- **What to work on**: Take each line of the entries below that contains "Result" and copy it.

Saved data entries:
*-*-*

use std::io::{self, BufRead, IsTerminal, Write};

use anyhow::{bail, Context, Result};

/// Print `question` and read one line from stdin, without the newline.
pub fn prompt_line(question: &str) -> Result<String> {
    let mut stdout = io::stdout();
    write!(stdout, "{question}")?;
    stdout.flush()?;
    let mut line = String::new();
    io::stdin()
        .lock()
        .read_line(&mut line)
        .context("failed to read from stdin")?;
    Ok(line.trim_end_matches(['\r', '\n']).to_string())
}

/// Password from `NORTHBASE_PASSWORD`, or read from the terminal with echo off.
pub fn prompt_password(question: &str) -> Result<String> {
    if let Ok(password) = std::env::var("NORTHBASE_PASSWORD") {
        return Ok(password);
    }
    if !io::stdin().is_terminal() {
        bail!("`northbase login` requires an interactive terminal (stdin is not a TTY) or NORTHBASE_PASSWORD");
    }
    rpassword::prompt_password(question).context("failed to read password")
}
//! Session lifecycle: load, validate, refresh and rotate the stored credential.
//!
//! Per invocation a credential moves through
//! `Unloaded -> Loaded -> {Valid, NeedsRefresh} -> Refreshed | RevokedFailed`.
//! [`SessionManager::acquire_handle`] is the only way the rest of the crate
//! gets at the remote store.

use std::ops::Deref;
use std::time::{SystemTime, UNIX_EPOCH};

use tracing::{debug, info, warn};

use crate::contract::{RemoteStore, Session, UserIdentity};
use crate::error::{NorthbaseError, RemoteError, Result};
use crate::session_store::SessionStore;

/// Sessions expiring within this many seconds are refreshed before use.
pub const REFRESH_MARGIN_SECS: i64 = 60;

pub fn now_epoch_seconds() -> i64 {
    SystemTime::now()
        .duration_since(UNIX_EPOCH)
        .map(|d| d.as_secs() as i64)
        .unwrap_or(0)
}

/// Outcome of the local expiry check.
#[derive(Debug, Clone, Copy, PartialEq, Eq)]
pub enum Freshness {
    Valid,
    NeedsRefresh,
}

/// Decide from the expiry alone whether `session` must be refreshed at `now`.
pub fn freshness(session: &Session, now: i64) -> Freshness {
    if session.expires_at == 0 || session.expires_at.saturating_sub(now) <= REFRESH_MARGIN_SECS {
        Freshness::NeedsRefresh
    } else {
        Freshness::Valid
    }
}

/// Local view of the stored session, no network involved.
#[derive(Debug, Clone, PartialEq, Eq)]
pub struct SessionStatus {
    pub user: Option<UserIdentity>,
    pub expires_at: i64,
    pub seconds_remaining: i64,
    pub freshness: Freshness,
}

/// Remote store access bound to the session actually in use.
pub struct AuthenticatedHandle<'a, S: ?Sized> {
    remote: &'a S,
    session: Session,
}

impl<'a, S: ?Sized> AuthenticatedHandle<'a, S> {
    pub fn session(&self) -> &Session {
        &self.session
    }
}

impl<S: ?Sized> Deref for AuthenticatedHandle<'_, S> {
    type Target = S;

    fn deref(&self) -> &S {
        self.remote
    }
}

pub struct SessionManager<S> {
    remote: S,
    store: SessionStore,
}

impl<S: RemoteStore> SessionManager<S> {
    pub fn new(remote: S, store: SessionStore) -> Self {
        Self { remote, store }
    }

    pub fn store(&self) -> &SessionStore {
        &self.store
    }

    /// Load the stored session, refresh it if needed, and bind it to the remote.
    ///
    /// On success the session file holds exactly the tokens the handle uses.
    pub async fn acquire_handle(&self) -> Result<AuthenticatedHandle<'_, S>> {
        let stored = self.store.load()?;

        match freshness(&stored, now_epoch_seconds()) {
            Freshness::Valid => {
                match self
                    .remote
                    .apply_session(&stored.access_token, &stored.refresh_token)
                    .await
                {
                    Ok(()) => {
                        debug!(expires_at = stored.expires_at, "Stored session accepted");
                        Ok(self.handle(stored))
                    }
                    Err(RemoteError::InvalidSession(reason)) => {
                        info!(%reason, "Stored session rejected, refreshing");
                        self.refresh(&stored).await
                    }
                    Err(e) => {
                        warn!(error = %e, "Session check failed, keeping local session");
                        Err(e.into())
                    }
                }
            }
            Freshness::NeedsRefresh => {
                info!(expires_at = stored.expires_at, "Session expiring, refreshing");
                self.refresh(&stored).await
            }
        }
    }

    async fn refresh(&self, stored: &Session) -> Result<AuthenticatedHandle<'_, S>> {
        let fresh = match self.remote.refresh(&stored.refresh_token).await {
            Ok(fresh) => fresh,
            Err(RemoteError::InvalidGrant(reason)) => {
                warn!(%reason, "Refresh token rejected, removing local session");
                self.store.delete();
                return Err(NorthbaseError::SessionRevoked);
            }
            Err(e) => {
                warn!(error = %e, "Session refresh failed, keeping local session");
                return Err(NorthbaseError::SessionRefreshFailed {
                    reason: e.to_string(),
                });
            }
        };

        let mut fresh = fresh;
        if fresh.user.is_none() {
            fresh.user = stored.user.clone();
        }
        let saved = self.store.save(&fresh)?;
        if saved.refresh_token != stored.refresh_token {
            debug!("Refresh token rotated");
        }

        self.remote
            .apply_session(&saved.access_token, &saved.refresh_token)
            .await?;
        info!(expires_at = saved.expires_at, "Session refreshed");
        Ok(self.handle(saved))
    }

    fn handle(&self, session: Session) -> AuthenticatedHandle<'_, S> {
        AuthenticatedHandle {
            remote: &self.remote,
            session,
        }
    }

    /// Sign in with email and password, replacing any stored session.
    pub async fn login(&self, email: &str, password: &str) -> Result<Session> {
        let session = self.remote.authenticate(email, password).await?;
        let saved = self.store.save(&session)?;
        info!(email, "Logged in");
        Ok(saved)
    }

    /// Best-effort remote sign-out, then unconditional local removal.
    pub async fn logout(&self) {
        match self.acquire_handle().await {
            Ok(handle) => {
                if let Err(e) = handle.sign_out().await {
                    debug!(error = %e, "Remote sign-out failed, ignoring");
                }
            }
            Err(e) => debug!(error = %e, "No usable session to sign out remotely"),
        }
        self.store.delete();
        info!("Logged out");
    }

    /// Stored user, without touching the network.
    pub fn whoami(&self) -> Result<Option<UserIdentity>> {
        Ok(self.store.load()?.user)
    }

    /// Local session status, without touching the network.
    pub fn status(&self) -> Result<SessionStatus> {
        let stored = self.store.load()?;
        let now = now_epoch_seconds();
        Ok(SessionStatus {
            user: stored.user.clone(),
            expires_at: stored.expires_at,
            seconds_remaining: stored.expires_at.saturating_sub(now),
            freshness: freshness(&stored, now),
        })
    }
}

*-*-*

- **Expected answer**:
use anyhow::{bail, Context, Result};
pub fn prompt_line(question: &str) -> Result<String> {
pub fn prompt_password(question: &str) -> Result<String> {
use crate::error::{NorthbaseError, RemoteError, Result};
    pub async fn acquire_handle(&self) -> Result<AuthenticatedHandle<'_, S>> {
    async fn refresh(&self, stored: &Session) -> Result<AuthenticatedHandle<'_, S>> {
    pub async fn login(&self, email: &str, password: &str) -> Result<Session> {
    pub fn whoami(&self) -> Result<Option<UserIdentity>> {
    pub fn status(&self) -> Result<SessionStatus> {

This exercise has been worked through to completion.